The man who is generally successful as a still hunter is he who knows the haunts and habits of the deer, who travels slowly in the woods, constantly stopping to listen and look ahead, who not only takes care to wear clothes of the softest material, with moccasins or tennis-shoes upon his feet, but who always has a hand ready to move an obstinate briar or obstructive rampike gently out of his way before it has time to rasp against his clothes or trip him and pitch him upon his head.

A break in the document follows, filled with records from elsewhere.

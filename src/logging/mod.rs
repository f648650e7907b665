//! Logging infrastructure for plangate
//!
//! Structured tracing everywhere, plus a JSONL audit trail of admin actions.

pub mod audit;

pub use audit::{AuditEvent, AuditEventType, AuditLogger};
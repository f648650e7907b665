//! Authenticated identity handed in by the host application
//!
//! Login, signup and token handling happen elsewhere; this crate only sees
//! the resolved result.

use serde::{Deserialize, Serialize};
use tracing::warn;

use crate::plan::PlanTier;

#[derive(Debug, Clone, PartialEq, Eq, Serialize, Deserialize)]
#[serde(rename_all = "camelCase")]
pub struct Identity {
    pub id: String,
    pub is_admin: bool,
    pub real_plan: PlanTier,
}

impl Identity {
    /// Subscriber on a paid or demo tier.
    ///
    /// The `Admin` sentinel is reserved for administrators; a member given it
    /// is demoted to `Demo`.
    pub fn member(id: impl Into<String>, plan: PlanTier) -> Self {
        let id = id.into();
        Self {
            real_plan: member_plan(&id, plan),
            id,
            is_admin: false,
        }
    }

    /// Administrator, whose real plan is the `Admin` sentinel
    pub fn admin(id: impl Into<String>) -> Self {
        Self {
            id: id.into(),
            is_admin: true,
            real_plan: PlanTier::Admin,
        }
    }

    /// Subscriber whose plan is stored as a number
    pub fn from_plan_number(id: impl Into<String>, plan_number: i64) -> Self {
        Self::member(id, PlanTier::from_number(plan_number))
    }
}

/// Plan a non-admin identity may actually hold
pub(crate) fn member_plan(id: &str, plan: PlanTier) -> PlanTier {
    if plan == PlanTier::Admin {
        warn!(identity = id, "Non-admin identity carries the admin plan, using demo");
        PlanTier::Demo
    } else {
        plan
    }
}
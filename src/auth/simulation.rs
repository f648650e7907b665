//! Effective plan and admin plan simulation
//!
//! Administrators can preview the dashboard as any tier. The preference lives
//! in session-scoped storage behind [`SessionStore`]; nothing here is global.
//!
//! ```text
//! NotSimulating --(admin sets tier)--> Simulating(tier)
//! Simulating(tier) --(admin sets tier == real plan)--> NotSimulating
//! any --(logout / identity change)--> NotSimulating
//! ```

use dashmap::DashMap;
use serde::Serialize;
use std::sync::Arc;
use tracing::{debug, info};

use crate::auth::identity::{member_plan, Identity};
use crate::plan::PlanTier;

/// Tier used for authorization in the current session
#[derive(Debug, Clone, Copy, PartialEq, Eq, Serialize)]
#[serde(rename_all = "camelCase")]
pub struct EffectivePlan {
    pub tier: PlanTier,
    pub is_simulating: bool,
}

impl EffectivePlan {
    /// The identity's own plan, no simulation
    pub fn real(tier: PlanTier) -> Self {
        Self {
            tier,
            is_simulating: false,
        }
    }

    /// Whether the tier itself lifts all gating (the `Admin` sentinel)
    pub fn bypasses_gating(&self) -> bool {
        self.tier == PlanTier::Admin
    }
}

/// Session-scoped storage for the simulated tier key
pub trait SessionStore: Send + Sync {
    fn simulated_tier(&self, identity_id: &str) -> Option<String>;
    fn set_simulated_tier(&self, identity_id: &str, key: &str);
    fn clear_simulated_tier(&self, identity_id: &str);
}

/// In-process session storage
#[derive(Debug, Default)]
pub struct MemorySessionStore {
    entries: DashMap<String, String>,
}

impl MemorySessionStore {
    pub fn new() -> Self {
        Self::default()
    }
}

impl SessionStore for MemorySessionStore {
    fn simulated_tier(&self, identity_id: &str) -> Option<String> {
        self.entries.get(identity_id).map(|v| v.value().clone())
    }

    fn set_simulated_tier(&self, identity_id: &str, key: &str) {
        self.entries.insert(identity_id.to_string(), key.to_string());
    }

    fn clear_simulated_tier(&self, identity_id: &str) {
        self.entries.remove(identity_id);
    }
}

/// Computes effective plans and manages admin simulation
pub struct PlanSimulator<S: SessionStore> {
    sessions: Arc<S>,
}

impl<S: SessionStore> PlanSimulator<S> {
    pub fn new(sessions: Arc<S>) -> Self {
        Self { sessions }
    }

    pub fn effective_plan(&self, identity: &Identity) -> EffectivePlan {
        if !identity.is_admin {
            return EffectivePlan::real(member_plan(&identity.id, identity.real_plan));
        }

        match self.sessions.simulated_tier(&identity.id) {
            Some(key) => {
                let simulated = PlanTier::from_key_or_demo(&key);
                if simulated == identity.real_plan {
                    EffectivePlan::real(identity.real_plan)
                } else {
                    EffectivePlan {
                        tier: simulated,
                        is_simulating: true,
                    }
                }
            }
            None => EffectivePlan::real(identity.real_plan),
        }
    }

    /// Preview as `tier`. Ignored for non-admins; choosing the real plan
    /// ends the simulation.
    pub fn set_simulated_tier(&self, identity: &Identity, tier: PlanTier) -> EffectivePlan {
        if !identity.is_admin {
            debug!(identity = %identity.id, "Ignoring plan simulation for non-admin");
            return self.effective_plan(identity);
        }

        if tier == identity.real_plan {
            self.sessions.clear_simulated_tier(&identity.id);
            info!(identity = %identity.id, "Plan simulation ended");
        } else {
            self.sessions.set_simulated_tier(&identity.id, tier.key());
            info!(identity = %identity.id, tier = %tier, "Plan simulation started");
        }
        self.effective_plan(identity)
    }

    /// Drop any simulation for this identity (logout)
    pub fn clear(&self, identity: &Identity) {
        self.sessions.clear_simulated_tier(&identity.id);
    }

    /// Simulation never survives a change of identity
    pub fn on_identity_change(&self, previous: Option<&Identity>, next: Option<&Identity>) {
        if let Some(prev) = previous {
            if next.map(|n| n.id.as_str()) != Some(prev.id.as_str()) {
                self.clear(prev);
            }
        }
    }
}

#[cfg(test)]
mod tests {
    use super::*;

    fn simulator() -> PlanSimulator<MemorySessionStore> {
        PlanSimulator::new(Arc::new(MemorySessionStore::new()))
    }

    #[test]
    fn test_member_uses_real_plan() {
        let sim = simulator();
        let member = Identity::member("u1", PlanTier::Growth);
        assert_eq!(sim.effective_plan(&member), EffectivePlan::real(PlanTier::Growth));
    }

    #[test]
    fn test_member_cannot_simulate() {
        let sim = simulator();
        let member = Identity::member("u1", PlanTier::Essential);
        let plan = sim.set_simulated_tier(&member, PlanTier::Prime);
        assert_eq!(plan, EffectivePlan::real(PlanTier::Essential));
        assert_eq!(sim.effective_plan(&member), EffectivePlan::real(PlanTier::Essential));
    }

    #[test]
    fn test_member_with_admin_plan_is_gated() {
        let sim = simulator();
        // Built directly, as a host deserializing its own record would
        let member = Identity {
            id: "u1".into(),
            is_admin: false,
            real_plan: PlanTier::Admin,
        };
        let plan = sim.effective_plan(&member);
        assert_eq!(plan, EffectivePlan::real(PlanTier::Demo));
        assert!(!plan.bypasses_gating());
    }

    #[test]
    fn test_member_ignores_stale_session_value() {
        let sessions = Arc::new(MemorySessionStore::new());
        sessions.set_simulated_tier("u1", "prime");
        let sim = PlanSimulator::new(sessions);
        let member = Identity::member("u1", PlanTier::Demo);
        assert_eq!(sim.effective_plan(&member).tier, PlanTier::Demo);
    }

    #[test]
    fn test_admin_simulation_lifecycle() {
        let sim = simulator();
        let admin = Identity::admin("root");
        assert!(sim.effective_plan(&admin).bypasses_gating());

        let plan = sim.set_simulated_tier(&admin, PlanTier::Essential);
        assert_eq!(plan.tier, PlanTier::Essential);
        assert!(plan.is_simulating);
        assert!(!plan.bypasses_gating());

        let plan = sim.set_simulated_tier(&admin, PlanTier::Admin);
        assert_eq!(plan, EffectivePlan::real(PlanTier::Admin));
    }

    #[test]
    fn test_unknown_session_key_simulates_demo() {
        let sessions = Arc::new(MemorySessionStore::new());
        sessions.set_simulated_tier("root", "gold");
        let sim = PlanSimulator::new(sessions);
        let plan = sim.effective_plan(&Identity::admin("root"));
        assert_eq!(plan.tier, PlanTier::Demo);
        assert!(plan.is_simulating);
    }

    #[test]
    fn test_identity_change_clears_simulation() {
        let sim = simulator();
        let admin = Identity::admin("root");
        sim.set_simulated_tier(&admin, PlanTier::Growth);

        sim.on_identity_change(Some(&admin), Some(&admin));
        assert!(sim.effective_plan(&admin).is_simulating);

        sim.on_identity_change(Some(&admin), None);
        assert!(!sim.effective_plan(&admin).is_simulating);
    }
}
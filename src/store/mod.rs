//! Catalog store port
//!
//! The durable side of the catalog: sparse overrides for fixed items, fully
//! admin-authored dynamic items, and the customized feature matrix. Every
//! call succeeds or fails on its own; nothing here spans multiple records.
//!
//! Implementations:
//! - [`memory::MemoryCatalogStore`] - in-process, for dev mode and tests
//! - [`crate::db::MongoCatalogStore`] - MongoDB

pub mod memory;

use chrono::{DateTime, Utc};
use serde::{Deserialize, Serialize};

use crate::catalog::{ContentItem, ContentKind, Origin};
use crate::plan::PlanSet;
use crate::types::StorageError;

pub use memory::MemoryCatalogStore;

pub type StoreResult<T> = std::result::Result<T, StorageError>;

/// Admin changes to a fixed item
#[derive(Debug, Clone, PartialEq, Eq, Serialize, Deserialize)]
#[serde(rename_all = "camelCase")]
pub struct CatalogOverride {
    pub item_id: String,
    /// `None` means use the fixed catalog default
    pub access_url: Option<String>,
    pub active: bool,
    pub updated_at: DateTime<Utc>,
}

/// Fields to change in an override upsert.
///
/// `access_url: Some(None)` clears the URL back to the default; `None` leaves
/// it untouched. A new override starts active with no URL.
#[derive(Debug, Clone, Default, PartialEq, Eq)]
pub struct OverridePatch {
    pub access_url: Option<Option<String>>,
    pub active: Option<bool>,
}

impl OverridePatch {
    /// Patch that restores the fixed item's defaults
    pub fn reset() -> Self {
        Self {
            access_url: Some(None),
            active: Some(true),
        }
    }
}

/// Stored admin-authored item
#[derive(Debug, Clone, PartialEq, Serialize, Deserialize)]
#[serde(rename_all = "camelCase")]
pub struct DynamicItemRecord {
    pub id: String,
    pub kind: ContentKind,
    pub title: String,
    #[serde(default)]
    pub description: String,
    pub media_ref: Option<String>,
    pub access_url: String,
    #[serde(default)]
    pub category: String,
    pub age_range: Option<String>,
    pub available_plans: PlanSet,
    pub active: bool,
    pub created_at: DateTime<Utc>,
    pub updated_at: DateTime<Utc>,
}

impl DynamicItemRecord {
    pub fn into_content_item(self) -> ContentItem {
        ContentItem {
            id: self.id,
            kind: self.kind,
            title: self.title,
            description: self.description,
            media_ref: self.media_ref,
            access_url: self.access_url,
            category: self.category,
            age_range: self.age_range,
            available_plans: self.available_plans,
            origin: Origin::Dynamic,
            active: self.active,
            order: None,
            created_at: Some(self.created_at),
        }
    }
}

/// Input for creating a dynamic item; the store assigns id and timestamps
#[derive(Debug, Clone, PartialEq, Serialize, Deserialize)]
#[serde(rename_all = "camelCase")]
pub struct NewDynamicItem {
    pub title: String,
    #[serde(default)]
    pub description: String,
    pub media_ref: Option<String>,
    pub access_url: String,
    #[serde(default)]
    pub category: String,
    pub age_range: Option<String>,
    pub available_plans: PlanSet,
    #[serde(default = "default_true")]
    pub active: bool,
}

fn default_true() -> bool {
    true
}

/// Partial update of a dynamic item. `None` leaves a field untouched.
#[derive(Debug, Clone, Default, PartialEq, Serialize, Deserialize)]
#[serde(rename_all = "camelCase")]
pub struct DynamicItemPatch {
    pub title: Option<String>,
    pub description: Option<String>,
    pub media_ref: Option<Option<String>>,
    pub access_url: Option<String>,
    pub category: Option<String>,
    pub age_range: Option<Option<String>>,
    pub available_plans: Option<PlanSet>,
    pub active: Option<bool>,
}

impl DynamicItemPatch {
    pub fn is_empty(&self) -> bool {
        *self == DynamicItemPatch::default()
    }

    /// Apply to a record in place
    pub fn apply(&self, record: &mut DynamicItemRecord) {
        if let Some(title) = &self.title {
            record.title = title.clone();
        }
        if let Some(description) = &self.description {
            record.description = description.clone();
        }
        if let Some(media_ref) = &self.media_ref {
            record.media_ref = media_ref.clone();
        }
        if let Some(access_url) = &self.access_url {
            record.access_url = access_url.clone();
        }
        if let Some(category) = &self.category {
            record.category = category.clone();
        }
        if let Some(age_range) = &self.age_range {
            record.age_range = age_range.clone();
        }
        if let Some(plans) = self.available_plans {
            record.available_plans = plans;
        }
        if let Some(active) = self.active {
            record.active = active;
        }
    }
}

/// One persisted row of a customized feature matrix.
///
/// Names stay as raw strings; the matrix service decides what to do with
/// names it does not recognize.
#[derive(Debug, Clone, PartialEq, Eq, Serialize, Deserialize)]
pub struct MatrixRow {
    pub tier: String,
    pub features: Vec<String>,
}

/// Durable storage consumed by the resolver, admin service and matrix service
#[async_trait::async_trait]
pub trait CatalogStore: Send + Sync {
    /// All overrides for fixed items
    async fn read_overrides(&self) -> StoreResult<Vec<CatalogOverride>>;

    /// Create or patch the override for a fixed item id
    async fn upsert_override(
        &self,
        item_id: &str,
        patch: OverridePatch,
    ) -> StoreResult<CatalogOverride>;

    /// Dynamic items of one kind, in no particular order
    async fn read_dynamic_items(&self, kind: ContentKind) -> StoreResult<Vec<DynamicItemRecord>>;

    async fn create_dynamic_item(
        &self,
        kind: ContentKind,
        item: NewDynamicItem,
    ) -> StoreResult<DynamicItemRecord>;

    /// Fails with `NotFound` when no item of that kind has the id
    async fn update_dynamic_item(
        &self,
        kind: ContentKind,
        id: &str,
        patch: DynamicItemPatch,
    ) -> StoreResult<DynamicItemRecord>;

    /// Fails with `NotFound` when no item of that kind has the id
    async fn delete_dynamic_item(&self, kind: ContentKind, id: &str) -> StoreResult<()>;

    /// The customized feature matrix, `None` when defaults apply
    async fn read_feature_matrix(&self) -> StoreResult<Option<Vec<MatrixRow>>>;

    /// Replace any stored customization
    async fn write_feature_matrix(&self, rows: Vec<MatrixRow>) -> StoreResult<()>;

    /// Discard the stored customization
    async fn clear_feature_matrix(&self) -> StoreResult<()>;
}
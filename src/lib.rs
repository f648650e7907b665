//! plangate - tiered content catalog
//!
//! Decides which learning materials a subscriber sees and may open, given
//! their plan tier.
//!
//! ## Components
//!
//! - **Plan**: the ordered Demo < Essential < Growth < Prime tiers plus the
//!   Admin sentinel, and compact plan sets
//! - **Catalog**: the compiled-in fixed activities merged with admin-authored
//!   dynamic items and per-item overrides
//! - **Store**: the catalog store port, with in-memory and MongoDB backends
//! - **Auth**: effective plan, admin plan simulation and access evaluation
//! - **Features**: the administrator-editable plan/feature matrix
//! - **Logging**: JSONL audit trail of administrator actions

pub mod auth;
pub mod catalog;
pub mod config;
pub mod db;
pub mod features;
pub mod logging;
pub mod plan;
pub mod store;
pub mod types;

pub use config::Args;
pub use plan::{PlanSet, PlanTier};
pub use types::{GateError, Result};
//! MongoDB-backed catalog store

use bson::{doc, Bson, DateTime, Document};
use tracing::debug;
use uuid::Uuid;

use crate::catalog::ContentKind;
use crate::db::mongo::{MongoClient, MongoCollection};
use crate::db::schemas::{
    DynamicItemDoc, FeatureMatrixDoc, OverrideDoc, DYNAMIC_ITEM_COLLECTION,
    FEATURE_MATRIX_COLLECTION, FEATURE_MATRIX_KEY, OVERRIDE_COLLECTION,
};
use crate::store::{
    CatalogOverride, CatalogStore, DynamicItemPatch, DynamicItemRecord, MatrixRow,
    NewDynamicItem, OverridePatch, StoreResult,
};
use crate::types::StorageError;

pub struct MongoCatalogStore {
    overrides: MongoCollection<OverrideDoc>,
    dynamic: MongoCollection<DynamicItemDoc>,
    matrix: MongoCollection<FeatureMatrixDoc>,
}

impl MongoCatalogStore {
    /// Open the collections, creating their indexes
    pub async fn new(client: &MongoClient) -> StoreResult<Self> {
        Ok(Self {
            overrides: client.collection(OVERRIDE_COLLECTION).await?,
            dynamic: client.collection(DYNAMIC_ITEM_COLLECTION).await?,
            matrix: client.collection(FEATURE_MATRIX_COLLECTION).await?,
        })
    }

    fn item_filter(kind: ContentKind, id: &str) -> Document {
        doc! { "item_id": id, "kind": kind.key() }
    }
}

fn to_bson<T: serde::Serialize>(value: &T) -> StoreResult<Bson> {
    bson::to_bson(value).map_err(|e| StorageError::Serialization(e.to_string()))
}

/// `$set` document for a dynamic item patch
fn patch_update(patch: &DynamicItemPatch) -> StoreResult<Document> {
    let mut set = doc! { "metadata.updated_at": DateTime::now() };
    if let Some(title) = &patch.title {
        set.insert("title", title.as_str());
    }
    if let Some(description) = &patch.description {
        set.insert("description", description.as_str());
    }
    if let Some(media_ref) = &patch.media_ref {
        set.insert("media_ref", media_ref.clone());
    }
    if let Some(access_url) = &patch.access_url {
        set.insert("access_url", access_url.as_str());
    }
    if let Some(category) = &patch.category {
        set.insert("category", category.as_str());
    }
    if let Some(age_range) = &patch.age_range {
        set.insert("age_range", age_range.clone());
    }
    if let Some(plans) = &patch.available_plans {
        set.insert("available_plans", to_bson(plans)?);
    }
    if let Some(active) = patch.active {
        set.insert("active", active);
    }
    Ok(doc! { "$set": set })
}

/// Upsert replacing every matrix row in one document
fn matrix_update(rows: &[MatrixRow]) -> StoreResult<Document> {
    let now = DateTime::now();
    Ok(doc! {
        "$set": {
            "rows": to_bson(&rows)?,
            "metadata.is_deleted": false,
            "metadata.updated_at": now,
        },
        "$setOnInsert": { "metadata.created_at": now },
    })
}

#[async_trait::async_trait]
impl CatalogStore for MongoCatalogStore {
    async fn read_overrides(&self) -> StoreResult<Vec<CatalogOverride>> {
        let docs = self.overrides.find_many(doc! {}).await?;
        Ok(docs.into_iter().map(CatalogOverride::from).collect())
    }

    async fn upsert_override(
        &self,
        item_id: &str,
        patch: OverridePatch,
    ) -> StoreResult<CatalogOverride> {
        let now = DateTime::now();
        let mut set = doc! { "metadata.updated_at": now };
        let mut on_insert = doc! {
            "metadata.is_deleted": false,
            "metadata.created_at": now,
        };

        match patch.access_url {
            Some(url) => {
                set.insert("access_url", url);
            }
            None => {
                on_insert.insert("access_url", Bson::Null);
            }
        }
        match patch.active {
            Some(active) => {
                set.insert("active", active);
            }
            None => {
                on_insert.insert("active", true);
            }
        }

        self.overrides
            .upsert_one(
                doc! { "item_id": item_id },
                doc! { "$set": set, "$setOnInsert": on_insert },
            )
            .await?;
        debug!(item_id = item_id, "Override upserted");

        self.overrides
            .find_one(doc! { "item_id": item_id })
            .await?
            .map(CatalogOverride::from)
            .ok_or_else(|| StorageError::NotFound(format!("override {item_id}")))
    }

    async fn read_dynamic_items(&self, kind: ContentKind) -> StoreResult<Vec<DynamicItemRecord>> {
        let docs = self.dynamic.find_many(doc! { "kind": kind.key() }).await?;
        Ok(docs.into_iter().map(|d| d.into_record(kind)).collect())
    }

    async fn create_dynamic_item(
        &self,
        kind: ContentKind,
        item: NewDynamicItem,
    ) -> StoreResult<DynamicItemRecord> {
        let doc = DynamicItemDoc::new(Uuid::new_v4().to_string(), kind, item);
        self.dynamic.insert_one(doc.clone()).await?;
        debug!(kind = %kind, id = %doc.item_id, "Dynamic item inserted");
        Ok(doc.into_record(kind))
    }

    async fn update_dynamic_item(
        &self,
        kind: ContentKind,
        id: &str,
        patch: DynamicItemPatch,
    ) -> StoreResult<DynamicItemRecord> {
        let mut filter = Self::item_filter(kind, id);
        filter.insert("metadata.is_deleted", doc! { "$ne": true });

        let result = self.dynamic.update_one(filter, patch_update(&patch)?).await?;
        if result.matched_count == 0 {
            return Err(StorageError::NotFound(format!("{kind}/{id}")));
        }

        self.dynamic
            .find_one(Self::item_filter(kind, id))
            .await?
            .map(|d| d.into_record(kind))
            .ok_or_else(|| StorageError::NotFound(format!("{kind}/{id}")))
    }

    async fn delete_dynamic_item(&self, kind: ContentKind, id: &str) -> StoreResult<()> {
        let result = self.dynamic.soft_delete(Self::item_filter(kind, id)).await?;
        if result.matched_count == 0 {
            return Err(StorageError::NotFound(format!("{kind}/{id}")));
        }
        Ok(())
    }

    async fn read_feature_matrix(&self) -> StoreResult<Option<Vec<MatrixRow>>> {
        let doc = self.matrix.find_one(doc! { "key": FEATURE_MATRIX_KEY }).await?;
        Ok(doc.map(|d| d.rows))
    }

    async fn write_feature_matrix(&self, rows: Vec<MatrixRow>) -> StoreResult<()> {
        self.matrix
            .upsert_one(doc! { "key": FEATURE_MATRIX_KEY }, matrix_update(&rows)?)
            .await?;
        debug!(rows = rows.len(), "Feature matrix written");
        Ok(())
    }

    async fn clear_feature_matrix(&self) -> StoreResult<()> {
        let removed = self.matrix.delete_many(doc! { "key": FEATURE_MATRIX_KEY }).await?;
        debug!(removed = removed, "Feature matrix cleared");
        Ok(())
    }
}
//! Override document schema
//!
//! One sparse record per fixed catalog item an administrator has touched.

use bson::{doc, oid::ObjectId, Document};
use mongodb::options::IndexOptions;
use serde::{Deserialize, Serialize};

use crate::db::mongo::{IntoIndexes, MutMetadata};
use crate::db::schemas::Metadata;
use crate::store::CatalogOverride;

pub const OVERRIDE_COLLECTION: &str = "catalog_overrides";

#[derive(Serialize, Deserialize, Clone, Debug, Default)]
pub struct OverrideDoc {
    #[serde(skip_serializing_if = "Option::is_none")]
    pub _id: Option<ObjectId>,

    #[serde(default)]
    pub metadata: Metadata,

    /// Fixed catalog id
    pub item_id: String,

    /// `None` means use the fixed catalog default
    #[serde(default)]
    pub access_url: Option<String>,

    #[serde(default = "default_true")]
    pub active: bool,
}

fn default_true() -> bool {
    true
}

impl From<OverrideDoc> for CatalogOverride {
    fn from(doc: OverrideDoc) -> Self {
        let updated_at = doc.metadata.updated_chrono();
        CatalogOverride {
            item_id: doc.item_id,
            access_url: doc.access_url,
            active: doc.active,
            updated_at,
        }
    }
}

impl IntoIndexes for OverrideDoc {
    fn into_indices() -> Vec<(Document, Option<IndexOptions>)> {
        vec![(
            doc! { "item_id": 1 },
            Some(
                IndexOptions::builder()
                    .unique(true)
                    .name("item_id_unique".to_string())
                    .build(),
            ),
        )]
    }
}

impl MutMetadata for OverrideDoc {
    fn mut_metadata(&mut self) -> &mut Metadata {
        &mut self.metadata
    }
}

The first thing to remember in entering upon this sport is that every live thing in the woods is watching and listening at least three parts of its waking life, and that your only chance of success is to catch it off its guard in those rare moments when it is either feeding or moving, and therefore making a noise itself. A moving object is more easily seen than a stationary one, therefore do you stand or sit still from time to time among thick cover on some ridge or other commanding position, and watch the woods, peer through the thickets, and make certain that they are untenanted, before you blunder through them. When a log upon which your eyes have been dwelling idly for several minutes gets up as you move, and goes off with a snort, before you can get your rifle to your shoulder, you will realise more thoroughly how hard it is to distinguish stationary game in cover. Keep your ears, too, on the alert: a bear will move through a dry azalea bush, when he pleases, almost less noisily than a blackbird, and his great soft feet make far less sound on the dead leaves than yours do. Slow ears are almost as bad as slow eyes in still hunting; but do not condemn either your eyes or ears as worse than the natives’ until the eyes have learned from experience what to take note of, and the ears which are the sounds worth listening to. In time the language of the forest will become plain to you, whether it is spoken in the voices of birds and beasts, in the rustlings and scurryings amongst the bushes, or written in tracks upon the great white page of new-fallen snow at your feet; but at first your ears will send many a false message to your brain.